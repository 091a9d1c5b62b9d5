//! # Folio
//!
//! A static site generator for a personal site: a blog, a project portfolio,
//! a landing page with a contact form, and a "digital garden" of notes.
//! Markdown files become pages; one `config.toml` holds everything else
//! (menu, author, contacts, projects, recent work, garden cards).
//!
//! # Architecture: Two-Stage Pipeline
//!
//! ```text
//! 1. Scan      content/  →  manifest.json    (filesystem → structured data)
//! 2. Generate  manifest  →  dist/            (final HTML site)
//! ```
//!
//! The manifest is human-readable JSON, so a failed or surprising build can
//! be debugged by reading what the scan stage resolved. [`pipeline::build`]
//! runs both stages in one call.
//!
//! # Module Map
//!
//! | Module | Role |
//! |--------|------|
//! | [`scan`] | Stage 1 — walks the content directory, resolves documents, produces the manifest |
//! | [`generate`] | Stage 2 — renders pages, feeds and assets from the manifest |
//! | [`pipeline`] | Both stages as library calls: `build` and `check` |
//! | [`config`] | `config.toml` loading, validation and the environment overlay |
//! | [`frontmatter`] | YAML / TOML front matter splitting and date parsing |
//! | [`naming`] | Ordering prefixes and slug derivation |
//! | [`types`] | Shared types serialized in the manifest (`ContentDocument`, `Template`) |
//! | [`metadata`] | Read-only view of the site config used by every template |
//! | [`contacts`] | Contact channels and the "published handle" rule |
//! | [`garden`] | Digital garden selection state |
//! | [`components`] | Reusable Maud fragments (cards, sidebar, footer, contact form) |
//! | [`templates`] | Full pages, one per [`types::Template`], plus the blog index |
//! | [`feed`] | `rss.xml` and `sitemap.xml` |
//! | [`integrity`] | Dangling links and other non-fatal findings |
//! | [`output`] | CLI output formatting |
//!
//! # Design Decisions
//!
//! ## Maud Over Template Engines
//!
//! HTML is generated with [Maud](https://maud.lambda.xyz/), a compile-time HTML
//! macro system. Template variables are Rust expressions, interpolation is
//! escaped by default, and there is no template directory to ship.
//!
//! ## Pages Are Files, Everything Else Is Config
//!
//! Anything with a body of prose is a markdown file. Lists of things (menu,
//! projects, garden cards) live in `config.toml` and are validated when it is
//! loaded, so a typo in a contact channel or a duplicate menu path fails the
//! build instead of producing a broken page.
//!
//! ## Warnings Are Not Errors
//!
//! A menu entry or garden card pointing at a page that does not exist is
//! reported by [`integrity`] but still builds. Malformed content (bad front
//! matter, unknown template, duplicate slug) is an error naming the file.
//!
//! ## Drafts
//!
//! `draft: true` documents are only rendered with `--drafts` or
//! `include_drafts = true`, and never reach the feed, the sitemap or the
//! blog index.

pub mod components;
pub mod config;
pub mod contacts;
pub mod feed;
pub mod frontmatter;
pub mod garden;
pub mod generate;
pub mod integrity;
pub mod metadata;
pub mod naming;
pub mod output;
pub mod pipeline;
pub mod scan;
pub mod templates;
pub mod types;

#[cfg(test)]
pub(crate) mod test_helpers;
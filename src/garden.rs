//! Digital garden card selection.
//!
//! The garden page shows every [`GardenEntry`] as a card and one detail panel.
//! At most one card is selected at a time:
//!
//! ```text
//!              Select(i)                    Select(j)
//! Unselected ────────────▶ Selected(i) ────────────▶ Selected(j)
//!      ▲                        │
//!      └──── Navigate { title } ┘   (re-derived from the new page)
//! ```
//!
//! There is no deselect event: leaving `Selected` only happens by navigating
//! to a page whose title matches no entry. Selecting a card asks the view to
//! scroll the detail panel into view.
//!
//! The build renders the initial state of every garden page statically;
//! `static/garden.js` runs the same transitions in the browser.

use crate::config::GardenEntry;

/// DOM id of the detail panel that `Effect::ScrollIntoView` targets.
pub const DETAIL_PANEL_ID: &str = "garden-detail";

#[derive(Debug, Clone, Copy, PartialEq, Eq, Default)]
pub enum Selection {
    #[default]
    Unselected,
    Selected(usize),
}

#[derive(Debug, Clone, PartialEq, Eq)]
pub enum Event {
    /// A card was clicked.
    Select(usize),
    /// The page changed; the selection follows the new page's title.
    Navigate { title: String },
}

#[derive(Debug, Clone, Copy, PartialEq, Eq)]
pub enum Effect {
    ScrollIntoView(&'static str),
}

impl Selection {
    /// Selection for a page, found by exact title. The first match wins, so
    /// a duplicated title always selects the earlier entry.
    pub fn initial(entries: &[GardenEntry], page_title: &str) -> Self {
        entries
            .iter()
            .position(|e| e.title == page_title)
            .map_or(Selection::Unselected, Selection::Selected)
    }

    /// Selection for an entry's stable key.
    pub fn for_key(entries: &[GardenEntry], key: &str) -> Self {
        entries
            .iter()
            .position(|e| e.key == key)
            .map_or(Selection::Unselected, Selection::Selected)
    }

    /// Apply one event. Returns the next state and any side effect.
    ///
    /// `Select` with an index past the end leaves the state unchanged.
    pub fn apply(self, entries: &[GardenEntry], event: &Event) -> (Self, Option<Effect>) {
        match event {
            Event::Select(i) if *i < entries.len() => (
                Selection::Selected(*i),
                Some(Effect::ScrollIntoView(DETAIL_PANEL_ID)),
            ),
            Event::Select(_) => (self, None),
            Event::Navigate { title } => (Selection::initial(entries, title), None),
        }
    }

    pub fn index(self) -> Option<usize> {
        match self {
            Selection::Selected(i) => Some(i),
            Selection::Unselected => None,
        }
    }

    pub fn is_selected(self, i: usize) -> bool {
        self == Selection::Selected(i)
    }

    /// The selected entry, if any.
    pub fn entry(self, entries: &[GardenEntry]) -> Option<&GardenEntry> {
        self.index().and_then(|i| entries.get(i))
    }
}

▶ **Your instructions**
Search the records above for the word "enum", then say how many lines contain it. Give the number alone.

▶ **Written reply**
3